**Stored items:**
|---|
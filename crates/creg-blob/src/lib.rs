//! Content-addressed blob storage for certificate payloads.
//!
//! The registry never keeps certificate documents itself. It hands the bytes
//! to a blob store, keeps the returned [`BlobRef`], and later asks the store
//! for a locator (a URL or path) when a verifier wants to see the document.
//!
//! # Storage Backends
//!
//! All backends implement the [`BlobStore`] trait:
//!
//! - [`InMemoryBlobStore`] -- `HashMap`-based store for tests and embedding
//! - [`FsBlobStore`] -- fan-out directory of content-named files
//!
//! [`BlobAdapter`] sits in front of any backend and adds the reference
//! cache the engine relies on for idempotent uploads.
//!
//! # Design Rules
//!
//! 1. A reference is derived from the payload bytes (BLAKE3, domain `creg-blob-v1`).
//! 2. Storing the same bytes twice yields the same reference.
//! 3. `resolve()` never reads the payload.
//! 4. All I/O errors are propagated, never silently ignored.
//!
//! [`BlobRef`]: creg_types::BlobRef

pub mod adapter;
pub mod error;
pub mod fs;
pub mod memory;
pub mod traits;

pub use adapter::BlobAdapter;
pub use error::{BlobError, BlobResult};
pub use fs::FsBlobStore;
pub use memory::InMemoryBlobStore;
pub use traits::{content_ref, BlobStore};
|---|
**REQUIRED ACTION:**
Set down, please, the lines from the line holding "All backends implement" through the final line of the data, exactly and with nothing added.

**RESPONSE BOX:**
//! All backends implement the [`BlobStore`] trait:
//!
//! - [`InMemoryBlobStore`] -- `HashMap`-based store for tests and embedding
//! - [`FsBlobStore`] -- fan-out directory of content-named files
//!
//! [`BlobAdapter`] sits in front of any backend and adds the reference
//! cache the engine relies on for idempotent uploads.
//!
//! # Design Rules
//!
//! 1. A reference is derived from the payload bytes (BLAKE3, domain `creg-blob-v1`).
//! 2. Storing the same bytes twice yields the same reference.
//! 3. `resolve()` never reads the payload.
//! 4. All I/O errors are propagated, never silently ignored.
//!
//! [`BlobRef`]: creg_types::BlobRef

pub mod adapter;
pub mod error;
pub mod fs;
pub mod memory;
pub mod traits;

pub use adapter::BlobAdapter;
pub use error::{BlobError, BlobResult};
pub use fs::FsBlobStore;
pub use memory::InMemoryBlobStore;
pub use traits::{content_ref, BlobStore};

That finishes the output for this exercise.